To expand the feasibility of the OAB process to different methacrylated hydrogels, a methacrylated collagen (Colma) (methacrylation degree: 79.3 ± 1.6%) and dECM methacrylate (dECM-ma, methacrylation degree: 76.0 ± 2.4%) that was derived from the skeletal muscle tissue were used. Schematic of decellularization/methacrylation processes using porcine muscle tissue was described (Supplementary Fig. 7a), and DNA contents and collagen, elastin, and GAG contents for the muscle tissue, Colma and dECM-ma were shown (Supplementary Fig. 7b–e). Figure 5g showed the surface and cross-sectional optical and fluorescence (collagen: red, fibronectin: green) images of the printed struts by using the N-3 nozzle and OAB process. The micro-grooved surface pattern was clearly observed in the Colma and dECM-ma struts.
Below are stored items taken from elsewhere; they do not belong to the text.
use thiserror::Error;

#[derive(Debug, Error, Clone)]
pub enum ProviderError {
    #[error("Unsupported identity issuer: {0}")]
    UnsupportedIssuer(String),

    #[error("{provider} request timed out: {message}")]
    Timeout {
        provider: &'static str,
        message: String,
    },

    #[error("{provider} request failed: {message}")]
    Request {
        provider: &'static str,
        message: String,
    },

    #[error("{provider} returned status {status} for {endpoint}")]
    Status {
        provider: &'static str,
        endpoint: String,
        status: u16,
    },

    #[error("Failed to decode {provider} response: {message}")]
    Decode {
        provider: &'static str,
        message: String,
    },

    #[error("Issuer mismatch: discovered={0}, expected={1}")]
    IssuerMismatch(String, String),

    #[error("{provider} profile has no usable {field}")]
    MissingField {
        provider: &'static str,
        field: &'static str,
    },
}

impl ProviderError {
    pub(crate) fn from_reqwest(provider: &'static str, err: reqwest::Error) -> Self {
        if err.is_timeout() {
            Self::Timeout {
                provider,
                message: err.to_string(),
            }
        } else if err.is_decode() {
            Self::Decode {
                provider,
                message: err.to_string(),
            }
        } else {
            Self::Request {
                provider,
                message: err.to_string(),
            }
        }
    }
}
Application of the fabricated cell-laden struts to muscle tissue regeneration
By adopting the following printing parameters: UV dose = 120 mJ/cm2, temperature = 10 °C, printing pressure = 120 ± 10 kPa, nozzle moving speed = 1 mm/s, cell-laden Gelma filaments (5 wt% Gelma, C2C12 density of 1 × 107 cells/mL) were fabricated using the CB and OAB-N-3 (nozzle shape: N-3) processes. As illustrated in Fig. 6a, the surface and cross-sectional optical images of the cell-laden Gelma struts exhibit round and star shapes for the struts processed with CB and OAB-N-3, respectively. The live (green)/dead (red) images and cell-viability (CB = 92.5 ± 2.2% and OAB-N-3 = 91.9 ± 1.8%) of the struts at 1 and 3 days of cell culture revealed that the processes, including each photo-crosslinking procedure, were safe for the laden cells (Fig. 6b, c).
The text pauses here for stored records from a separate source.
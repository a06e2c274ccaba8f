//! Router for the PKCE sign-in endpoints

use std::sync::Arc;

use axum::Router;
use tower_http::LatencyUnit;
use tower_http::trace::{DefaultMakeSpan, DefaultOnRequest, DefaultOnResponse, TraceLayer};
use tracing::Level;

use pkce_auth::AuthContext;

/// Create the router for the sign-in endpoints
///
/// Mount it under [`pkce_auth::PKCE_ROUTE_PREFIX`]. The endpoints will be available at:
/// - {PKCE_ROUTE_PREFIX}/signin
/// - {PKCE_ROUTE_PREFIX}/callback
/// - {PKCE_ROUTE_PREFIX}/callback/signup
/// - {PKCE_ROUTE_PREFIX}/signout
///
/// The auth extension must be configured to redirect back to the callback URLs.
pub fn pkce_auth_router(ctx: Arc<AuthContext>) -> Router {
    pkce_auth_router_no_trace(ctx).layer(
        TraceLayer::new_for_http()
            .make_span_with(DefaultMakeSpan::new().level(Level::INFO))
            .on_request(DefaultOnRequest::new().level(Level::INFO))
            .on_response(
                DefaultOnResponse::new()
                    .level(Level::INFO)
                    .latency_unit(LatencyUnit::Millis),
            ),
    )
}

/// Create the router for the sign-in endpoints without HTTP tracing
///
/// This is the same as `pkce_auth_router()` but without the HTTP tracing middleware.
/// Use this if you want to add your own tracing middleware or if you don't need HTTP request tracing.
pub fn pkce_auth_router_no_trace(ctx: Arc<AuthContext>) -> Router {
    super::pkce::router().with_state(ctx)
}
use std::collections::HashMap;

use async_trait::async_trait;
use tokio::sync::Mutex;
use url::Url;
use uuid::Uuid;

use crate::userdb::errors::UserError;
use crate::userdb::types::{LinkOutcome, NewUser, User};

/// Talks to the EdgeQL-over-HTTP endpoint of the database branch.
pub struct EdgeqlHttpStore {
    pub(super) client: reqwest::Client,
    pub(super) endpoint: Url,
    pub(super) secret_key: Option<String>,
}

/// Keeps identities and users in process memory.
///
/// Identities are only visible to the client token they were registered
/// with, the same way the auth extension scopes them.
pub struct MemoryUserStore {
    pub(super) state: Mutex<MemoryState>,
}

#[derive(Default)]
pub(super) struct MemoryState {
    pub(super) identities: HashMap<Uuid, MemoryIdentity>,
    /// Users keyed by the identity they are linked to
    pub(super) users: HashMap<Uuid, User>,
}

pub(super) struct MemoryIdentity {
    pub(super) issuer: String,
    pub(super) client_token: String,
}

/// Identity and user access, authorized by the session's auth token.
///
/// Every call passes the auth token so the database can evaluate its access
/// policies as the signed-in identity.
#[async_trait]
pub trait UpstreamStore: Send + Sync + 'static {
    /// Issuer URL of the identity, or `None` when the token cannot see it.
    async fn identity_issuer(
        &self,
        auth_token: &str,
        identity_id: Uuid,
    ) -> Result<Option<String>, UserError>;

    /// Id of the user already linked to the identity, if any.
    async fn user_for_identity(
        &self,
        auth_token: &str,
        identity_id: Uuid,
    ) -> Result<Option<Uuid>, UserError>;

    /// Create the user for `user.identity_id`. A second insert for the same
    /// identity reports [`LinkOutcome::AlreadyLinked`] instead of failing.
    async fn insert_user(&self, auth_token: &str, user: &NewUser)
    -> Result<LinkOutcome, UserError>;
}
In addition, we measured cell proliferation using the MTT assay for the struts and discovered that the proliferation rate was not significantly different between the struts. To observe the cell morphology of the Gelma struts, DAPI (blue)/phalloidin (red) images were captured after 14 days of cell culture. In the recorded images, uniaxially aligned F-actin was observed in the Gelma strut with a grooved surface pattern fabricated using the OAB-N-3 process, whereas in the strut printed with the CB process, a similar uniaxial alignment of F-actin was not achieved (Fig. 6e). Furthermore, DAPI/MHC (green) images at 21 days of cell culture exhibited well-aligned and accelerated MHCs, determined by the orientation factor (=[90 − φ]/90, where φ = full width at half maximum in an alignment distribution), and more positive index/fusion index values were observed in the Gelma struts processed with OAB-N-3 than in the struts processed with CB (Fig. 6f, g).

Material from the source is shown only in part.